There appears to us to be an inconsistency between the position of General Convention and local pastoral provision. We recognise that the General Convention made no explicit resolution about such Rites and in fact declined to pursue resolutions which, if passed, could have led to the development and authorisation of them. However, we understand that local pastoral provision is made in some places for such blessings.
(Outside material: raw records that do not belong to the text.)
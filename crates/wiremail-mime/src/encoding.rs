//! Body transfer encodings.
//!
//! Quoted-Printable (RFC 2045 §6.7) and Base64 (RFC 2045 §6.8), both folded
//! to a caller-chosen line length and line terminator.

use crate::error::{Error, Result};
use base64::Engine;
use base64::engine::general_purpose::STANDARD;
use std::fmt;

/// Default folding width for encoded lines.
pub const LINE_LENGTH: usize = 72;

/// Line terminator used when folding encoded output.
#[derive(Debug, Clone, Copy, PartialEq, Eq, Hash, Default)]
pub enum LineEnd {
    /// Bare `\n`.
    #[default]
    Lf,
    /// `\r\n`, as transmitted on the SMTP wire.
    CrLf,
}

impl LineEnd {
    /// Returns the terminator characters.
    #[must_use]
    pub const fn as_str(self) -> &'static str {
        match self {
            Self::Lf => "\n",
            Self::CrLf => "\r\n",
        }
    }
}

impl fmt::Display for LineEnd {
    fn fmt(&self, f: &mut fmt::Formatter<'_>) -> fmt::Result {
        f.write_str(self.as_str())
    }
}

/// Content-Transfer-Encoding of a MIME part.
#[derive(Debug, Clone, Copy, PartialEq, Eq, Hash, Default)]
pub enum TransferEncoding {
    /// 7-bit ASCII.
    #[default]
    SevenBit,
    /// 8-bit data, lines still bounded.
    EightBit,
    /// Quoted-Printable encoding.
    QuotedPrintable,
    /// Base64 encoding.
    Base64,
}

impl TransferEncoding {
    /// Parses transfer encoding from string.
    #[must_use]
    pub fn parse(s: &str) -> Self {
        match s.trim().to_lowercase().as_str() {
            "8bit" => Self::EightBit,
            "base64" => Self::Base64,
            "quoted-printable" => Self::QuotedPrintable,
            _ => Self::SevenBit, // Default (includes "7bit")
        }
    }

    /// Returns the header value for this encoding.
    #[must_use]
    pub const fn as_str(self) -> &'static str {
        match self {
            Self::SevenBit => "7bit",
            Self::EightBit => "8bit",
            Self::QuotedPrintable => "quoted-printable",
            Self::Base64 => "base64",
        }
    }
}

impl fmt::Display for TransferEncoding {
    fn fmt(&self, f: &mut fmt::Formatter<'_>) -> fmt::Result {
        f.write_str(self.as_str())
    }
}

/// Output of an encoder: the encoded bytes and the terminator they were
/// folded with.
#[derive(Debug, Clone, PartialEq, Eq)]
pub struct EncodedChunk {
    /// Encoded bytes.
    pub bytes: Vec<u8>,
    /// Terminator used between folded lines.
    pub line_end: LineEnd,
}

impl EncodedChunk {
    /// Returns the encoded bytes.
    #[must_use]
    pub fn as_bytes(&self) -> &[u8] {
        &self.bytes
    }

    /// Consumes the chunk, returning the encoded bytes.
    #[must_use]
    pub fn into_bytes(self) -> Vec<u8> {
        self.bytes
    }

    /// Returns the folded lines without their terminators.
    pub fn lines(&self) -> impl Iterator<Item = &[u8]> {
        let sep = self.line_end.as_str().as_bytes();
        SplitSeparator {
            rest: Some(&self.bytes),
            sep,
        }
    }
}

struct SplitSeparator<'a> {
    rest: Option<&'a [u8]>,
    sep: &'a [u8],
}

impl<'a> Iterator for SplitSeparator<'a> {
    type Item = &'a [u8];

    fn next(&mut self) -> Option<Self::Item> {
        let rest = self.rest?;
        match rest.windows(self.sep.len()).position(|w| w == self.sep) {
            Some(pos) => {
                self.rest = Some(&rest[pos + self.sep.len()..]);
                Some(&rest[..pos])
            }
            None => {
                self.rest = None;
                Some(rest)
            }
        }
    }
}

/// Encodes `data` with the given transfer encoding at [`LINE_LENGTH`].
///
/// 7bit and 8bit data pass through untouched.
#[must_use]
pub fn encode(data: &[u8], encoding: TransferEncoding, line_end: LineEnd) -> EncodedChunk {
    let bytes = match encoding {
        TransferEncoding::QuotedPrintable => {
            encode_quoted_printable(data, LINE_LENGTH, line_end).into_bytes()
        }
        TransferEncoding::Base64 => encode_base64(data, LINE_LENGTH, line_end).into_bytes(),
        TransferEncoding::SevenBit | TransferEncoding::EightBit => data.to_vec(),
    };
    EncodedChunk { bytes, line_end }
}

/// Returns true if `byte` must be escaped in Quoted-Printable output.
///
/// Control characters and everything with the high bit set.
#[must_use]
pub const fn needs_escape(byte: u8) -> bool {
    byte < 0x20 || byte >= 0x7F
}

/// Returns true if no byte of `data` needs Quoted-Printable escaping.
#[must_use]
pub fn is_printable(data: &[u8]) -> bool {
    !data.iter().copied().any(needs_escape)
}

const HEX: &[u8; 16] = b"0123456789ABCDEF";

/// One unit of Quoted-Printable output: a literal character or an `=XX`
/// escape. Folding never splits a unit.
#[derive(Debug, Clone, Copy, PartialEq, Eq)]
pub(crate) enum QpToken {
    Literal(u8),
    Escaped(u8),
}

impl QpToken {
    pub(crate) const fn width(self) -> usize {
        match self {
            Self::Literal(_) => 1,
            Self::Escaped(_) => 3,
        }
    }

    pub(crate) fn push_to(self, out: &mut String) {
        match self {
            Self::Literal(byte) => out.push(char::from(byte)),
            Self::Escaped(byte) => {
                out.push('=');
                out.push(char::from(HEX[usize::from(byte >> 4)]));
                out.push(char::from(HEX[usize::from(byte & 0x0F)]));
            }
        }
    }
}

/// Escapes `data` into Quoted-Printable tokens.
///
/// Trailing spaces are dropped; `extra` lists additional bytes that must be
/// escaped (header words escape `?`, space and `_`).
pub(crate) fn qp_tokens(data: &[u8], extra: &[u8]) -> Vec<QpToken> {
    let end = data.iter().rposition(|&b| b != b' ').map_or(0, |pos| pos + 1);
    data[..end]
        .iter()
        .map(|&byte| {
            if byte == b'=' || needs_escape(byte) || extra.contains(&byte) {
                QpToken::Escaped(byte)
            } else {
                QpToken::Literal(byte)
            }
        })
        .collect()
}

/// Encodes data using Quoted-Printable encoding (RFC 2045).
///
/// Every control or high-bit byte and every `=` becomes `=XX`. The result
/// is folded with soft line breaks (`=` followed by `line_end`) so that no
/// line, including its trailing `=`, exceeds `line_length` characters.
/// Folding never splits an escape, never leaves a space at the end of a
/// line and never starts a continuation line with `.`, which a careless
/// SMTP relay could take for dot-stuffing. Trailing spaces of the input are
/// not preserved.
///
/// `line_length` values below 4 are treated as 4.
#[must_use]
pub fn encode_quoted_printable(data: &[u8], line_length: usize, line_end: LineEnd) -> String {
    let mut tokens = qp_tokens(data, &[]);
    // Room for the soft-break marker, and always for one escape.
    let max = line_length.saturating_sub(1).max(3);

    let mut out = String::with_capacity(tokens.len() * 2);
    let mut start = 0;
    while start < tokens.len() {
        let mut end = start;
        let mut width = 0;
        while end < tokens.len() && width + tokens[end].width() <= max {
            width += tokens[end].width();
            end += 1;
        }

        if end < tokens.len() {
            while end > start + 1 && tokens[end] == QpToken::Literal(b'.') {
                end -= 1;
            }
            while end > start + 1 && tokens[end - 1] == QpToken::Literal(b' ') {
                end -= 1;
            }
            // Nothing left to rewind into: escape instead.
            if tokens[end] == QpToken::Literal(b'.') {
                tokens[end] = QpToken::Escaped(b'.');
            }
            if tokens[end - 1] == QpToken::Literal(b' ') {
                tokens[end - 1] = QpToken::Escaped(b' ');
            }
        }

        for token in &tokens[start..end] {
            token.push_to(&mut out);
        }
        if end < tokens.len() {
            out.push('=');
            out.push_str(line_end.as_str());
        }
        start = end;
    }

    out
}

/// Decodes Quoted-Printable text (RFC 2045).
///
/// Soft line breaks may use either `=\r\n` or `=\n`.
///
/// # Errors
///
/// Returns an error if the input contains invalid escape sequences.
pub fn decode_quoted_printable(text: &str) -> Result<Vec<u8>> {
    let bytes = text.as_bytes();
    let mut result = Vec::with_capacity(bytes.len());
    let mut i = 0;

    while i < bytes.len() {
        if bytes[i] != b'=' {
            result.push(bytes[i]);
            i += 1;
            continue;
        }

        // Soft line break
        match bytes.get(i + 1..) {
            Some([b'\r', b'\n', ..]) => {
                i += 3;
                continue;
            }
            Some([b'\n', ..]) => {
                i += 2;
                continue;
            }
            _ => {}
        }

        let hex = bytes
            .get(i + 1..i + 3)
            .ok_or_else(|| Error::InvalidEncoding("Incomplete escape sequence".to_string()))?;
        let hex = std::str::from_utf8(hex)
            .map_err(|_| Error::InvalidEncoding("Invalid hex escape".to_string()))?;
        let byte = u8::from_str_radix(hex, 16)
            .map_err(|e| Error::InvalidEncoding(format!("Invalid hex: {e}")))?;
        result.push(byte);
        i += 3;
    }

    Ok(result)
}

/// Encodes data as a single unfolded Base64 line.
#[must_use]
pub fn encode_base64_line(data: &[u8]) -> String {
    STANDARD.encode(data)
}

/// Encodes data as Base64 folded into lines of `line_length` characters.
///
/// The line length is rounded down to a multiple of four so lines hold
/// whole quanta; values below 4 are treated as 4.
#[must_use]
pub fn encode_base64(data: &[u8], line_length: usize, line_end: LineEnd) -> String {
    let width = (line_length - line_length % 4).max(4);
    let encoded = STANDARD.encode(data);

    encoded
        .as_bytes()
        .chunks(width)
        // Base64 output is pure ASCII.
        .map(|chunk| String::from_utf8_lossy(chunk))
        .collect::<Vec<_>>()
        .join(line_end.as_str())
}

/// Decodes Base64 data, ignoring embedded line breaks.
///
/// # Errors
///
/// Returns an error if the input is not valid Base64.
pub fn decode_base64(data: &str) -> Result<Vec<u8>> {
    let compact: String = data.chars().filter(|c| !c.is_ascii_whitespace()).collect();
    STANDARD.decode(compact).map_err(Into::into)
}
It is the ambiguous stance of The Episcopal Church which causes concern among us.

The activist group Integrity says it knows of 11 dioceses that have official, written policies allowing the blessing of same-sex relationships:
Arkansas
California
Connecticut
Delaware [Bishop Wright’s office will only provide a copy to other bishops, apparently]
Long Island
Nevada
New Hampshire
North Carolina
Utah
Vermont
Washington

Beyond these, there are numerous others which allow for blessings ”“ Newark, [see also here], Los Angeles, Massachusetts [see also here, and here], New York, and the list could go on.

For example the just consecrated new bishop of Olympia said just recently:

he is comfortable continuing Bishop Warner’s stance of letting individual priests decide whether to perform blessing ceremonies for same-sex unions.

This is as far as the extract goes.